START Data

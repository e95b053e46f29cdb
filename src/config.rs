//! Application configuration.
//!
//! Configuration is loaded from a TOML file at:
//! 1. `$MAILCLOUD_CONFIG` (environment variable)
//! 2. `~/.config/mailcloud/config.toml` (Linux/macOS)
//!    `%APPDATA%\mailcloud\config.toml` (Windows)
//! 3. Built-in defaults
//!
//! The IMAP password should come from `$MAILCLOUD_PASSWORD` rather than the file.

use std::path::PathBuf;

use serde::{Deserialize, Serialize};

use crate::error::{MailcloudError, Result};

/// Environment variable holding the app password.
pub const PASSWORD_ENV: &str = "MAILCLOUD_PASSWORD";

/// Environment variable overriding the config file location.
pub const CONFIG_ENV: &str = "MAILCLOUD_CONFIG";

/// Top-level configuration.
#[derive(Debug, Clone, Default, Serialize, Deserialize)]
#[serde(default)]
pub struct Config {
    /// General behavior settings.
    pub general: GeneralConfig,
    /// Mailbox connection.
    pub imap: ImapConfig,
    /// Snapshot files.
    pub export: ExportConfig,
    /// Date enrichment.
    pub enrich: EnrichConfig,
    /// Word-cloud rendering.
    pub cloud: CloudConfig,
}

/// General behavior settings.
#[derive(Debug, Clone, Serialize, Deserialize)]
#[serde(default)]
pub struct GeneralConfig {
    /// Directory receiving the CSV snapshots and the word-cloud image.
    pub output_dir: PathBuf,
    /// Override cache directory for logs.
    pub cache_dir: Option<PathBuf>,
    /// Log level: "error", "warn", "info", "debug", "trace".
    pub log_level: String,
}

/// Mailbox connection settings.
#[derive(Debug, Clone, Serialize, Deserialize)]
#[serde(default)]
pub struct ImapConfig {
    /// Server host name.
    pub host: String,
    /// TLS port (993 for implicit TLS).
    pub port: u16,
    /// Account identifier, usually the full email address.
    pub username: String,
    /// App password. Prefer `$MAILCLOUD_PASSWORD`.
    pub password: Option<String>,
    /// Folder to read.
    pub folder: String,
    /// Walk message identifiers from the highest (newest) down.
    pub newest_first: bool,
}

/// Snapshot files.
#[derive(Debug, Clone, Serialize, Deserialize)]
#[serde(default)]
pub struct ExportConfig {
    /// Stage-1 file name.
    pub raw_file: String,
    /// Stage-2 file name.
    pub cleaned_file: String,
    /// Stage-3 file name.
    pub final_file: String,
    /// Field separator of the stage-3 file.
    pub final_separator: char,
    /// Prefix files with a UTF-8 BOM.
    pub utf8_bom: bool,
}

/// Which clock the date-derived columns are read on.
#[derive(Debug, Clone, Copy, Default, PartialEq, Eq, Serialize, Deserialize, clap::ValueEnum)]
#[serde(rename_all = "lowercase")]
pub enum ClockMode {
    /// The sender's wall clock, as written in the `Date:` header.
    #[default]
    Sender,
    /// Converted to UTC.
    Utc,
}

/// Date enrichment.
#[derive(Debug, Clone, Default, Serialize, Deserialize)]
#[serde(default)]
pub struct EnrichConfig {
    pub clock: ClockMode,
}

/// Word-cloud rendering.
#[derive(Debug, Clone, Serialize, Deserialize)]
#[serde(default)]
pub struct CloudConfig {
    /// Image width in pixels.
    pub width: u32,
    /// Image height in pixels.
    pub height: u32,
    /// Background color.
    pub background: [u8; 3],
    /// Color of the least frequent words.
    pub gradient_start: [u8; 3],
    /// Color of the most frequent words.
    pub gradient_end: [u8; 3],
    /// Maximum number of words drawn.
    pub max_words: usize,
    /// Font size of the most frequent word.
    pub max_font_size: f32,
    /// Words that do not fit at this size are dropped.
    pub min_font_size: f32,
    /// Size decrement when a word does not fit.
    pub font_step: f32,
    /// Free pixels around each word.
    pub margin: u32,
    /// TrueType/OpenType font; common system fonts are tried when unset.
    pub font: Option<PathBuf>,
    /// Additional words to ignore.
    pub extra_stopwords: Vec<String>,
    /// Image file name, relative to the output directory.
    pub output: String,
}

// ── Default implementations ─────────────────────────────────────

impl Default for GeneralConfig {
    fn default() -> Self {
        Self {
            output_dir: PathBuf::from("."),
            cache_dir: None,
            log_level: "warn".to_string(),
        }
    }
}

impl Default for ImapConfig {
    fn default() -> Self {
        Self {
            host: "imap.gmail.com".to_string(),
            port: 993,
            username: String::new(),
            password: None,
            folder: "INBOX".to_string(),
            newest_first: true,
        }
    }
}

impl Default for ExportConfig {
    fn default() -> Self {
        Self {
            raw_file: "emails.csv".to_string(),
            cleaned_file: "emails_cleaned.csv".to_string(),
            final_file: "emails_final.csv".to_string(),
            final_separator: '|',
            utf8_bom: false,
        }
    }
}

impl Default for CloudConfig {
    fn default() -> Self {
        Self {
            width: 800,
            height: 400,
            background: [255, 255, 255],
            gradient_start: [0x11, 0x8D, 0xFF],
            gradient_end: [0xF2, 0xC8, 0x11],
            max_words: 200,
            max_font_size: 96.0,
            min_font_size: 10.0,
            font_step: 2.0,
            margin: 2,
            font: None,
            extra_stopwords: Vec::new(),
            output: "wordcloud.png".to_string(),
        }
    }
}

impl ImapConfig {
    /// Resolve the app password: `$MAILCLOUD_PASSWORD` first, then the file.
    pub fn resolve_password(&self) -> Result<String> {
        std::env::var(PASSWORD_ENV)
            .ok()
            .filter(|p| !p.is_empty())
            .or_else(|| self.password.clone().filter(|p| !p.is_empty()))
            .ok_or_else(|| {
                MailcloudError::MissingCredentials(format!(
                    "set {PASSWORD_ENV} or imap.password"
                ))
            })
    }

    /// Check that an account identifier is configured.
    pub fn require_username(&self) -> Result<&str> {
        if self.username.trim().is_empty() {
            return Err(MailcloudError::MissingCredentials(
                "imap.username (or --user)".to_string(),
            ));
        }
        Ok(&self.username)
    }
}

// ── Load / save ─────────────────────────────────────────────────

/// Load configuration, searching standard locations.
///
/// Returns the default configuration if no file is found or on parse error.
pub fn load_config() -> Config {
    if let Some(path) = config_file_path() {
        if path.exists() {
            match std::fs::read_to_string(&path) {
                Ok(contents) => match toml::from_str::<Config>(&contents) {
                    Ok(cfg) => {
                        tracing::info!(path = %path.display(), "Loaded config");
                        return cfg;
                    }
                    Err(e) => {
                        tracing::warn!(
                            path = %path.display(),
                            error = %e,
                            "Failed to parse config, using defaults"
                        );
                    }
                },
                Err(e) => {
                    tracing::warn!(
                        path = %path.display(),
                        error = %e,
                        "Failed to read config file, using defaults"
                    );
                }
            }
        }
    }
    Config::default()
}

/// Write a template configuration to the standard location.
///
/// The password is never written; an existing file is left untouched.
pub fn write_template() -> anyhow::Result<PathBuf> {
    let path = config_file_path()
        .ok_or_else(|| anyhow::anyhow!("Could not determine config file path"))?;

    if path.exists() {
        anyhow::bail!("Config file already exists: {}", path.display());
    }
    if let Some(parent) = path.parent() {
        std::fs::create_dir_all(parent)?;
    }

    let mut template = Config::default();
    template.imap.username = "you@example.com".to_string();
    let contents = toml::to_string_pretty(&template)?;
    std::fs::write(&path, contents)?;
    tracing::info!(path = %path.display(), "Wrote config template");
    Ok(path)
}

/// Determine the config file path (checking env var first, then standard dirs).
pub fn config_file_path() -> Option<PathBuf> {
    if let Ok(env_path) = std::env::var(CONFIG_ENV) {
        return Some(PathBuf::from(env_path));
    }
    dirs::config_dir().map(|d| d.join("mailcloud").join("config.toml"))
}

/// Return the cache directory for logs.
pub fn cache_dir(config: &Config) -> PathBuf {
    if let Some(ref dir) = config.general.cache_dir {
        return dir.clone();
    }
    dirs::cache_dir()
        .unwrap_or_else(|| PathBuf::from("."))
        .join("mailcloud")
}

END Data

Work request
Pull out every line of the entries that includes the word "using".

Solution
                            "Failed to parse config, using defaults"
                        "Failed to read config file, using defaults"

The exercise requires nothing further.